The contingency percentage for insurance claim attorney fees varies more than in injury cases — often 10%–25% for a claim resolved before suit and up to 33%–40% if litigation or a bad-faith case is required. What changes most by location is your state’s insurance law, including whether it recognizes a bad-faith tort and whether a statute shifts your attorney fees to the insurer. In practical terms an insurance claim lawyer usually costs you nothing up front: the fee comes out of the recovery. The headline numbers below reflect typical national norms; cases vary widely with the size and type of claim.
For very small claims, a state insurance-department complaint or the policy’s appraisal process may resolve the dispute without a lawyer; an attorney is usually needed once a claim is denied, stalled, or undervalued, or where bad-faith damages are available.
Factors affecting the fee
Several factors influence the fee you are quoted and the final amount you take home:
- Type of insurance.

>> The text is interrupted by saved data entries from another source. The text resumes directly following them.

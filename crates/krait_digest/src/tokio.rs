//! Async variants of the hashing adapters.

use std::{
    pin::Pin,
    task::{Context, Poll},
};

use digest::{Digest, Output};
use tokio::io::{AsyncRead, AsyncWrite, ReadBuf};

/// A [`tokio::io::AsyncRead`] adapter that computes a digest of all bytes read
/// through it.
pub struct HashingReader<R, D: Digest> {
    reader: R,
    hasher: D,
}

impl<R, D: Digest> HashingReader<R, D> {
    /// Wraps the given reader.
    pub fn new(reader: R) -> Self {
        Self {
            reader,
            hasher: D::new(),
        }
    }

    /// Returns the inner reader and the digest of everything read.
    pub fn finalize(self) -> (R, Output<D>) {
        (self.reader, self.hasher.finalize())
    }
}

impl<R: AsyncRead + Unpin, D: Digest + Unpin> AsyncRead for HashingReader<R, D> {
    fn poll_read(
        self: Pin<&mut Self>,
        cx: &mut Context<'_>,
        buf: &mut ReadBuf<'_>,
    ) -> Poll<std::io::Result<()>> {
        let this = self.get_mut();
        let previously_filled = buf.filled().len();
        match Pin::new(&mut this.reader).poll_read(cx, buf) {
            Poll::Ready(Ok(())) => {
                this.hasher.update(&buf.filled()[previously_filled..]);
                Poll::Ready(Ok(()))
            }
            other => other,
        }
    }
}

/// A [`tokio::io::AsyncWrite`] adapter that computes a digest of all bytes
/// written through it.
pub struct HashingWriter<W, D: Digest> {
    writer: W,
    hasher: D,
}

impl<W, D: Digest> HashingWriter<W, D> {
    /// Wraps the given writer.
    pub fn new(writer: W) -> Self {
        Self {
            writer,
            hasher: D::new(),
        }
    }

    /// Returns the inner writer and the digest of everything written.
    pub fn finalize(self) -> (W, Output<D>) {
        (self.writer, self.hasher.finalize())
    }
}

impl<W: AsyncWrite + Unpin, D: Digest + Unpin> AsyncWrite for HashingWriter<W, D> {
    fn poll_write(
        self: Pin<&mut Self>,
        cx: &mut Context<'_>,
        buf: &[u8],
    ) -> Poll<std::io::Result<usize>> {
        let this = self.get_mut();
        match Pin::new(&mut this.writer).poll_write(cx, buf) {
            Poll::Ready(Ok(written)) => {
                this.hasher.update(&buf[..written]);
                Poll::Ready(Ok(written))
            }
            other => other,
        }
    }

    fn poll_flush(self: Pin<&mut Self>, cx: &mut Context<'_>) -> Poll<std::io::Result<()>> {
        Pin::new(&mut self.get_mut().writer).poll_flush(cx)
    }

    fn poll_shutdown(self: Pin<&mut Self>, cx: &mut Context<'_>) -> Poll<std::io::Result<()>> {
        Pin::new(&mut self.get_mut().writer).poll_shutdown(cx)
    }
}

Property, health, disability, life, and auto claims differ in proof and value.
- Claim size. Larger claims generally mean larger recoveries — and a larger fee.
- Stage (pre-suit vs. litigation). A claim that must be litigated or proven in bad faith carries a higher percentage.
- Denial, underpayment, or delay. A flat denial often takes more work than a lowball offer.
- State bad-faith & fee-shifting law. Whether your state recognizes bad faith and shifts fees affects what you net.
- Coverage or cause disputes. Fighting over what the policy covers adds work and cost.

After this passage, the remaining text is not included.